La espera ha sido un tema recurrente en mi experiencia. La primera profunda impresión que la espera causó en mí fue en una época en que me peleé con todo el mundo; tenía dieciocho años y lo único que quería era largarme lo más lejos posible (una condición, debo confesar, que a diferencia de la mayoría de las personas que maduran y se hacen responsables, aún me mete en litigios con todo). Andaba con un primo mío de ciudad en ciudad en un inmenso camión con remolque cargando y descargando azúcar, acero, cemento y madera. Solía hacer trámites para él durante los tiempos de descarga y por eso muchas veces me tocó esperarlo largas horas y a veces un par de días en alguna plaza o estación de servicio. Nada existía entonces parecido a un celular o a aparatos de radio de bolsillo. Una progresiva resignación fue poco a poco reemplazando el tedio, la bronca y la impaciencia. Me fui habituando a mirar, a escuchar, a preguntar, a esperar.
Desde entonces tengo memoria de haber esperado en recepciones de oficina, aeropuertos, terminales, iglesias, colegios, juzgados, hoteles, restoranes, bancos, a la orilla de la ruta o en los barandales de un puente. En las postrimerías de mi tiempo, me doy cuenta que aprendí a des-esperar. No desesperar, sino des-esperar, es decir, irme despojando de la incesante obsesión de que “pase algo”.

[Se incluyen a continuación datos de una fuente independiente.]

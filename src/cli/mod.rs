//! CLI interface and argument parsing

pub mod commands;

use clap::{Parser, Subcommand};

/// Exit code: success
pub const EXIT_OK: i32 = 0;
/// Exit code: configuration could not be loaded or is invalid
pub const EXIT_CONFIG: i32 = 2;
/// Exit code: the database could not be reached
pub const EXIT_CONNECTION: i32 = 4;
/// Exit code: the run failed
pub const EXIT_FATAL: i32 = 5;

/// opsync - sync official-publication area markings into PostGIS
#[derive(Parser, Debug)]
#[command(name = "opsync")]
#[command(version, about, long_about = None)]
pub struct Cli {
    /// Path to configuration file
    #[arg(short, long, default_value = "opsync.toml", env = "OPSYNC_CONFIG")]
    pub config: String,

    /// Log level (trace, debug, info, warn, error)
    #[arg(short, long, env = "OPSYNC_LOG_LEVEL")]
    pub log_level: Option<String>,

    /// Subcommand to execute (defaults to `sync`)
    #[command(subcommand)]
    pub command: Option<Commands>,
}

/// Available commands
#[derive(Subcommand, Debug)]
pub enum Commands {
    /// Run one incremental sync
    Sync(commands::sync::SyncArgs),

    /// Validate configuration file
    ValidateConfig(commands::validate::ValidateArgs),

    /// Show the per-layer high-water marks
    Status(commands::status::StatusArgs),

    /// Write a sample configuration file
    Init(commands::init::InitArgs),
}
//! Store factory
//!
//! Builds the production [`GeoStore`] from configuration.

use crate::adapters::database::traits::GeoStore;
use crate::adapters::postgis::{PostGisClient, PostGisStore};
use crate::config::DatabaseConfig;
use crate::domain::Result;
use std::sync::Arc;

/// Create the PostGIS-backed store
///
/// The pool is created lazily; no connection is opened here.
///
/// # Errors
///
/// Returns an error if the connection string cannot be parsed or the pool or
/// TLS connector cannot be built.
pub fn create_geo_store(config: &DatabaseConfig) -> Result<Arc<dyn GeoStore>> {
    tracing::info!(schema = %config.schema, ssl_mode = %config.ssl_mode, "Creating PostGIS store");
    let client = PostGisClient::new(config)?;
    Ok(Arc::new(PostGisStore::new(client, config)))
}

Aquellas esperas fundamentales que devinieron encuentros o realizaciones magistrales, a poco andar se fueron, dejando su huella doliente. Después del fugaz jolgorio de la bienvenida se alejaron dejando tras de sí la estela triste del adiós, recordándome que todo lo que termina, termina mal. Del olvido, ni hablar. El olvido es infructuoso. Considerando que ya no tengo carácter para elaborar sentencias acerca del amor, me permito parafrasear a don Pablo: “es tan corta la dicha y tan largo el olvido.”* Así, se aprende a des-esperar. Se vive la hora presente porque – se descubre – el pasado es únicamente memoria, registro mental más o menos tenaz y el futuro no existe: no nos queda más que el instante. En él no hay nostalgia ni espera, sólo la realidad de un ahora que se apresura a perderse en la inmensidad de los recuerdos…
(* del “Poema 20”, Pablo Neruda)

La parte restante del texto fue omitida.